American Banker posted the 27 page term sheet presented by the 50 state attorneys general and Federal banking regulators to banks with major servicing operations.

Whether they recognize it or not, this deal is a suicide pact for the attorneys general in states that are suffering serious economic damage as a result of the foreclosure crisis. Tom Miller, the Iowa attorney who is serving as lead negotiator for this travesty, is in a state whose unemployment was a mere 6.2% last December. In addition he is reportedly jockeying to become the first head of the Consumer Financial Protection Bureau. So the AGs who are in the firing line and need a tough deal have a leader whose interests are not aligned with theirs.

Moreover, Miller’s refusal to discuss even general parameters of a deal goes well beyond what is necessary. He knows that well warranted public demands that a deal be tough will complicate his job, but it also does the AGs whose citizens have been most damaged a huge disservice. Pressure on the banks from the public at large is a negotiating lever they need that Miller has chosen not to use.
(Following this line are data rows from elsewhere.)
//! Which requests may be served from, or stored in, the page cache.

use std::collections::BTreeMap;

use fpc_config::{SiteConfig, Wildcard, any_match};
use fpc_pagecache::PageCacheEntry;
use url::Url;

const SERVICE_REQUEST_HEADER: &str = "x-nitropack-request";
const REQUESTED_WITH_HEADER: &str = "x-requested-with";
const BYPASS_PARAM: &str = "nonitro";
const SUCURI_MARKER: &str = "sucurianticache=";

/// The parts of an incoming HTTP request the cache looks at.
#[derive(Debug, Clone, Default)]
pub struct RequestInfo {
    /// Absolute request URL as received.
    pub url: String,
    /// `None` when the request did not come through HTTP (cron, CLI).
    pub method: Option<String>,
    pub user_agent: Option<String>,
    pub referer: Option<String>,
    pub remote_addr: Option<String>,
    pub accept_encoding: Option<String>,
    /// Other headers, names lowercased.
    pub headers: BTreeMap<String, String>,
    pub cookies: BTreeMap<String, String>,
}

impl RequestInfo {
    /// A `GET` of `url`.
    pub fn get(url: impl Into<String>) -> Self {
        Self {
            url: url.into(),
            method: Some("GET".to_owned()),
            ..Self::default()
        }
    }

    #[must_use]
    pub fn with_method(mut self, method: impl Into<String>) -> Self {
        self.method = Some(method.into());
        self
    }

    #[must_use]
    pub fn with_user_agent(mut self, user_agent: impl Into<String>) -> Self {
        self.user_agent = Some(user_agent.into());
        self
    }

    #[must_use]
    pub fn with_referer(mut self, referer: impl Into<String>) -> Self {
        self.referer = Some(referer.into());
        self
    }

    #[must_use]
    pub fn with_header(mut self, name: &str, value: impl Into<String>) -> Self {
        self.headers.insert(name.to_ascii_lowercase(), value.into());
        self
    }

    #[must_use]
    pub fn with_cookie(mut self, name: impl Into<String>, value: impl Into<String>) -> Self {
        self.cookies.insert(name.into(), value.into());
        self
    }

    #[must_use]
    pub fn header(&self, name: &str) -> Option<&str> {
        self.headers
            .get(&name.to_ascii_lowercase())
            .map(String::as_str)
    }

    fn method_is(&self, method: &str) -> bool {
        self.method
            .as_deref()
            .is_none_or(|m| m.is_empty() || m.eq_ignore_ascii_case(method))
    }

    fn has_query_param(&self, name: &str) -> bool {
        Url::parse(&self.url).is_ok_and(|url| url.query_pairs().any(|(k, _)| k == name))
    }
}

/// Cacheability rules of a site config. Holds no state of its own.
#[derive(Debug, Clone, Copy)]
pub struct AdmissionPolicy<'a> {
    config: &'a SiteConfig,
}

impl<'a> AdmissionPolicy<'a> {
    #[must_use]
    pub fn new(config: &'a SiteConfig) -> Self {
        Self { config }
    }

    /// Whether pages of `url` may be cached.
    ///
    /// When the enabled list is on and not empty only URLs matching it are
    /// allowed, and the disabled list is not consulted.
    #[must_use]
    pub fn is_allowed_url(&self, url: &str) -> bool {
        if url.contains(SUCURI_MARKER) {
            return false;
        }

        let enabled = &self.config.enabled_urls;
        let disabled = &self.config.disabled_urls;
        if enabled.status {
            if !enabled.urls.is_empty() {
                return any_match(&enabled.urls, url, Wildcard::url);
            }
        } else if disabled.status && any_match(&disabled.urls, url, Wildcard::url) {
            return false;
        }
        true
    }

    #[must_use]
    pub fn is_ajax_url(&self, url: &str) -> bool {
        let ajax = &self.config.ajax_urls;
        ajax.status && any_match(&ajax.urls, url, Wildcard::url)
    }

    /// AJAX URLs that are cached on their own, without a referring page.
    #[must_use]
    pub fn is_standalone_ajax_url(&self, url: &str) -> bool {
        let ajax = &self.config.ajax_urls;
        ajax.status && any_match(&ajax.standalone_urls, url, Wildcard::url)
    }

    /// Whether the request for the normalized `url` is an AJAX request.
    #[must_use]
    pub fn is_ajax(&self, request: &RequestInfo, url: &str) -> bool {
        request
            .header(REQUESTED_WITH_HEADER)
            .is_some_and(|v| v.eq_ignore_ascii_case("xmlhttprequest"))
            || self.is_ajax_url(url)
            || self.is_standalone_ajax_url(url)
    }

    /// Internet Explorer gets uncached pages.
    #[must_use]
    pub fn is_allowed_browser(user_agent: Option<&str>) -> bool {
        let Some(ua) = user_agent.filter(|ua| !ua.is_empty()) else {
            return true;
        };
        let lower = ua.to_ascii_lowercase();
        !(lower.contains("msie")
            || lower.contains("internet explorer")
            || ua.contains("Trident/7.0; rv:11.0"))
    }

    /// An AJAX fragment is cacheable when standalone, or when the page it
    /// was requested from is cached and fresh.
    #[must_use]
    pub fn is_allowed_ajax(&self, url: &str, entry: &PageCacheEntry) -> bool {
        if self.is_standalone_ajax_url(url) {
            return true;
        }
        entry.has_parent()
            && entry.parent_cached()
            && !entry.parent_expired(self.config.page_cache.expire_time)
    }

    /// Whether `request` may be answered from the cache.
    ///
    /// `url` is the normalized request URL and `entry` the cache entry built
    /// for it. Requests made by the cache service itself are refused unless
    /// `allow_service_requests` is set.
    #[must_use]
    pub fn is_allowed_request(
        &self,
        request: &RequestInfo,
        url: &str,
        entry: &PageCacheEntry,
        allow_service_requests: bool,
    ) -> bool {
        if self.is_ajax(request, url) && !self.is_allowed_ajax(url, entry) {
            return false;
        }
        if !(request.method_is("GET") || request.method_is("HEAD")) {
            return false;
        }
        if !allow_service_requests && request.header(SERVICE_REQUEST_HEADER).is_some() {
            return false;
        }
        if request.has_query_param(BYPASS_PARAM) {
            return false;
        }
        if !Self::is_allowed_browser(request.user_agent.as_deref()) {
            return false;
        }
        !self.has_excluded_cookie(&request.cookies)
    }

    /// Whether any cookie matches an excluded-cookie rule. A rule without
    /// values excludes the cookie whatever its value.
    #[must_use]
    pub fn has_excluded_cookie(&self, cookies: &BTreeMap<String, String>) -> bool {
        let excluded = &self.config.excluded_cookies;
        if !excluded.status {
            return false;
        }
        excluded.cookies.iter().any(|rule| {
            let name = match Wildcard::new(&rule.name) {
                Ok(name) => name,
                Err(e) => {
                    tracing::warn!(pattern = %rule.name, error = %e, "Skipping invalid cookie rule");
                    return false;
                }
            };
            cookies
                .iter()
                .filter(|(cookie, _)| name.is_match(cookie))
                .any(|(_, value)| rule.values.is_empty() || any_match(&rule.values, value, Wildcard::new))
        })
    }
}

#[cfg(test)]
mod tests {
    use super::*;
    use std::path::Path;
    use std::sync::Arc;

    use fpc_config::{AjaxUrls, CookieExclude, ExcludedCookies, UrlList};
    use fpc_pagecache::EntryOptions;
    use fpc_storage::{Clock, FsStorage, HeaderBlock, ManualClock, Storage};

    const PAGE: &str = "https://example.com/";
    const FRAGMENT: &str = "https://example.com/wp-json/cart";

    fn list(urls: &[&str]) -> UrlList {
        UrlList {
            status: true,
            urls: urls.iter().map(|u| (*u).to_owned()).collect(),
        }
    }

    fn ajax_config() -> SiteConfig {
        let mut config = SiteConfig::default();
        config.page_cache.expire_time = 3600;
        config.ajax_urls = AjaxUrls {
            status: true,
            urls: vec!["https://*/wp-json/*".to_owned()],
            standalone_urls: vec!["*/feed".to_owned()],
        };
        config
    }

    struct Fixture {
        _temp_dir: tempfile::TempDir,
        storage: Arc<dyn Storage>,
        clock: Arc<ManualClock>,
    }

    impl Fixture {
        fn new() -> Self {
            let temp_dir = tempfile::tempdir().unwrap();
            Self {
                storage: Arc::new(FsStorage::new(temp_dir.path().to_path_buf())),
                clock: Arc::new(ManualClock::new(10_000)),
                _temp_dir: temp_dir,
            }
        }

        fn entry(&self, url: &str, referer: Option<&str>, ajax: bool) -> PageCacheEntry {
            PageCacheEntry::new(
                Arc::clone(&self.storage),
                Arc::clone(&self.clock) as Arc<dyn Clock>,
                Path::new("pagecache"),
                EntryOptions {
                    url: url.to_owned(),
                    referer: referer.map(str::to_owned),
                    ajax,
                    ..EntryOptions::default()
                },
            )
            .unwrap()
        }
    }

    #[test]
    fn test_sucuri_marker_is_never_cached() {
        let config = SiteConfig::default();

        assert!(!AdmissionPolicy::new(&config).is_allowed_url("https://example.com/?sucurianticache=1"));
        assert!(AdmissionPolicy::new(&config).is_allowed_url(PAGE));
    }

    #[test]
    fn test_enabled_list_wins_over_disabled_list() {
        let config = SiteConfig {
            enabled_urls: list(&["https://example.com/blog/*"]),
            disabled_urls: list(&["*/blog/*"]),
            ..SiteConfig::default()
        };
        let policy = AdmissionPolicy::new(&config);

        assert!(policy.is_allowed_url("http://example.com/blog/post"));
        assert!(!policy.is_allowed_url("https://example.com/shop"));
    }

    #[test]
    fn test_empty_enabled_list_allows_everything() {
        let config = SiteConfig {
            enabled_urls: list(&[]),
            disabled_urls: list(&["*"]),
            ..SiteConfig::default()
        };

        assert!(AdmissionPolicy::new(&config).is_allowed_url(PAGE));
    }

    #[test]
    fn test_disabled_list() {
        let config = SiteConfig {
            disabled_urls: list(&["//example.com/cart*"]),
            ..SiteConfig::default()
        };
        let policy = AdmissionPolicy::new(&config);

        assert!(!policy.is_allowed_url("https://example.com/cart/"));
        assert!(policy.is_allowed_url("https://example.com/shop"));
    }

    #[test]
    fn test_ajax_detection() {
        let config = ajax_config();
        let policy = AdmissionPolicy::new(&config);
        let plain = RequestInfo::get(PAGE);
        let xhr = RequestInfo::get(PAGE).with_header("X-Requested-With", "XMLHttpRequest");

        assert!(!policy.is_ajax(&plain, PAGE));
        assert!(policy.is_ajax(&xhr, PAGE));
        assert!(policy.is_ajax(&plain, FRAGMENT));
        assert!(policy.is_ajax(&plain, "https://example.com/feed"));
    }

    #[test]
    fn test_ajax_requires_fresh_parent() {
        let fx = Fixture::new();
        let config = ajax_config();
        let policy = AdmissionPolicy::new(&config);
        let request = RequestInfo::get(FRAGMENT);
        let orphan = fx.entry(FRAGMENT, None, true);
        let fragment = fx.entry(FRAGMENT, Some(PAGE), true);

        assert!(!policy.is_allowed_request(&request, FRAGMENT, &orphan, false));
        assert!(!policy.is_allowed_request(&request, FRAGMENT, &fragment, false));

        fx.entry(PAGE, None, false)
            .set_content(b"<html>page</html>", HeaderBlock::new())
            .unwrap();
        assert!(policy.is_allowed_request(&request, FRAGMENT, &fragment, false));

        fx.clock.advance(3600);
        assert!(!policy.is_allowed_request(&request, FRAGMENT, &fragment, false));
    }

    #[test]
    fn test_standalone_ajax_needs_no_parent() {
        let fx = Fixture::new();
        let config = ajax_config();
        let url = "https://example.com/feed";
        let entry = fx.entry(url, None, true);

        assert!(AdmissionPolicy::new(&config).is_allowed_request(&RequestInfo::get(url), url, &entry, false));
    }

    #[test]
    fn test_only_get_and_head() {
        let fx = Fixture::new();
        let config = SiteConfig::default();
        let policy = AdmissionPolicy::new(&config);
        let entry = fx.entry(PAGE, None, false);
        let mut cli = RequestInfo::get(PAGE);
        cli.method = None;

        assert!(policy.is_allowed_request(&RequestInfo::get(PAGE), PAGE, &entry, false));
        assert!(policy.is_allowed_request(&RequestInfo::get(PAGE).with_method("HEAD"), PAGE, &entry, false));
        assert!(policy.is_allowed_request(&cli, PAGE, &entry, false));
        assert!(!policy.is_allowed_request(&RequestInfo::get(PAGE).with_method("POST"), PAGE, &entry, false));
    }

    #[test]
    fn test_service_and_bypass_requests() {
        let fx = Fixture::new();
        let config = SiteConfig::default();
        let policy = AdmissionPolicy::new(&config);
        let entry = fx.entry(PAGE, None, false);
        let service = RequestInfo::get(PAGE).with_header("X-Nitropack-Request", "1");
        let bypass = RequestInfo::get("https://example.com/?nonitro");

        assert!(!policy.is_allowed_request(&service, PAGE, &entry, false));
        assert!(policy.is_allowed_request(&service, PAGE, &entry, true));
        assert!(!policy.is_allowed_request(&bypass, PAGE, &entry, false));
    }

    #[test]
    fn test_internet_explorer_is_refused() {
        assert!(!AdmissionPolicy::is_allowed_browser(Some(
            "Mozilla/4.0 (compatible; MSIE 8.0; Windows NT 6.1)"
        )));
        assert!(!AdmissionPolicy::is_allowed_browser(Some(
            "Mozilla/5.0 (Windows NT 10.0; Trident/7.0; rv:11.0) like Gecko"
        )));
        assert!(AdmissionPolicy::is_allowed_browser(Some("Mozilla/5.0 Firefox/120.0")));
        assert!(AdmissionPolicy::is_allowed_browser(None));
    }

    #[test]
    fn test_excluded_cookies() {
        let config = SiteConfig {
            excluded_cookies: ExcludedCookies {
                status: true,
                cookies: vec![
                    CookieExclude {
                        name: "wordpress_logged_in_*".to_owned(),
                        values: Vec::new(),
                    },
                    CookieExclude {
                        name: "currency".to_owned(),
                        values: vec!["EU*".to_owned()],
                    },
                ],
            },
            ..SiteConfig::default()
        };
        let policy = AdmissionPolicy::new(&config);
        let cookies = |name: &str, value: &str| BTreeMap::from([(name.to_owned(), value.to_owned())]);

        assert!(policy.has_excluded_cookie(&cookies("wordpress_logged_in_abc", "x")));
        assert!(policy.has_excluded_cookie(&cookies("currency", "EUR")));
        assert!(!policy.has_excluded_cookie(&cookies("currency", "USD")));
        assert!(!policy.has_excluded_cookie(&cookies("xcurrency", "EUR")));
    }

    #[test]
    fn test_excluded_cookies_switched_off() {
        let config = SiteConfig {
            excluded_cookies: ExcludedCookies {
                status: false,
                cookies: vec![CookieExclude {
                    name: "*".to_owned(),
                    values: Vec::new(),
                }],
            },
            ..SiteConfig::default()
        };
        let cookies = BTreeMap::from([("session".to_owned(), "1".to_owned())]);

        assert!(!AdmissionPolicy::new(&config).has_excluded_cookie(&cookies));
    }
}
he argument defenders of the deal make are twofold: this really is a good deal (hello?) and it’s as far as the Obama Administration is willing to push the banks, so we have to put a lot of lipstick on this pig and resign ourselves to political necessities. And the reason the Obama camp is trying to declare victory and go home is that it is afraid that any serious effort to deal with the mortgage mess will reveal the insolvency of the banks.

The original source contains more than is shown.